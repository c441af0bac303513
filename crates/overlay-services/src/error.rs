//! Service error types

use crate::http::ErrorDisposition;
use overlay_registry::{CapabilityKey, ConversionError, RegistryError};
use serde_json::Value as JsonValue;

/// Service resolution errors
#[derive(Debug, thiserror::Error)]
pub enum ServiceError {
    /// Registry lookup failed
    #[error(transparent)]
    Registry(#[from] RegistryError),

    /// Registered value has the wrong shape for the service
    #[error("capability {key} has an unexpected shape: {source}")]
    Conversion {
        /// Capability being resolved
        key: CapabilityKey,
        /// Underlying conversion failure
        #[source]
        source: ConversionError,
    },
}

impl ServiceError {
    pub(crate) fn conversion(key: &CapabilityKey, source: ConversionError) -> Self {
        Self::Conversion {
            key: key.clone(),
            source,
        }
    }
}

/// HTTP client errors
#[derive(Debug, Clone, PartialEq, thiserror::Error)]
pub enum HttpError {
    /// Server answered with a non-2xx status
    #[error("{method} {url} failed with status {status}")]
    Status {
        /// Request method
        method: &'static str,
        /// Absolute request URL
        url: String,
        /// Response status
        status: u16,
        /// Response body
        body: JsonValue,
        /// What the error handler decided
        disposition: ErrorDisposition,
    },

    /// No response received
    #[error("{method} {url}: network error: {reason}")]
    Network {
        /// Request method
        method: &'static str,
        /// Absolute request URL
        url: String,
        /// Transport message
        reason: String,
    },

    /// No response within the configured timeout
    #[error("{method} {url} timed out after {timeout_ms}ms")]
    Timeout {
        /// Request method
        method: &'static str,
        /// Absolute request URL
        url: String,
        /// Configured timeout
        timeout_ms: u64,
    },

    /// Request could not be built
    #[error("invalid request: {0}")]
    Request(String),

    /// Response body did not decode into the requested type
    #[error("response decode failed: {0}")]
    Decode(String),
}

impl HttpError {
    /// Response status, if the server answered
    #[must_use]
    pub fn status(&self) -> Option<u16> {
        match self {
            Self::Status { status, .. } => Some(*status),
            _ => None,
        }
    }

    /// Login redirect target chosen by the error handler
    #[must_use]
    pub fn redirect(&self) -> Option<&str> {
        match self {
            Self::Status {
                disposition: ErrorDisposition::RedirectToLogin { return_to },
                ..
            } => Some(return_to),
            _ => None,
        }
    }
}

/// Failure reported by a [`Transport`](crate::http::Transport)
#[derive(Debug, Clone, PartialEq, Eq, thiserror::Error)]
#[error("{0}")]
pub struct TransportError(pub String);

impl TransportError {
    /// Create from any message
    pub fn new(message: impl Into<String>) -> Self {
        Self(message.into())
    }
}

/// Date input errors
#[derive(Debug, Clone, PartialEq, Eq, thiserror::Error)]
#[error("unrecognized date input: {input:?} (expected RFC 3339 or YYYY-MM-DD)")]
pub struct DateParseError {
    /// Rejected input
    pub input: String,
}

#[cfg(test)]
mod tests {
    use super::*;
    use serde_json::json;

    #[test]
    fn registry_error_is_transparent() {
        let key: CapabilityKey = "core:logger".parse().unwrap();
        let err = ServiceError::from(RegistryError::EntryNotFound(key));
        assert_eq!(err.to_string(), "registry entry not found: core:logger");
    }

    #[test]
    fn http_error_accessors() {
        let err = HttpError::Status {
            method: "GET",
            url: "/api/me".into(),
            status: 401,
            body: json!(null),
            disposition: ErrorDisposition::RedirectToLogin {
                return_to: "/me".into(),
            },
        };
        assert_eq!(err.status(), Some(401));
        assert_eq!(err.redirect(), Some("/me"));
        assert_eq!(err.to_string(), "GET /api/me failed with status 401");

        let timeout = HttpError::Timeout {
            method: "POST",
            url: "/api/x".into(),
            timeout_ms: 10,
        };
        assert_eq!(timeout.status(), None);
        assert_eq!(timeout.redirect(), None);
    }
}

_EXERCISE OBJECTIVE_:
Quote every line of the records above, from the first down to the one holding "use serde_json::Value as JsonValue;", exactly as written.

_WRITTEN ANSWER_:
repository c441af0bac303513
filename crates/overlay-services/src/error.rs
//! Service error types

use crate::http::ErrorDisposition;
use overlay_registry::{CapabilityKey, ConversionError, RegistryError};
use serde_json::Value as JsonValue;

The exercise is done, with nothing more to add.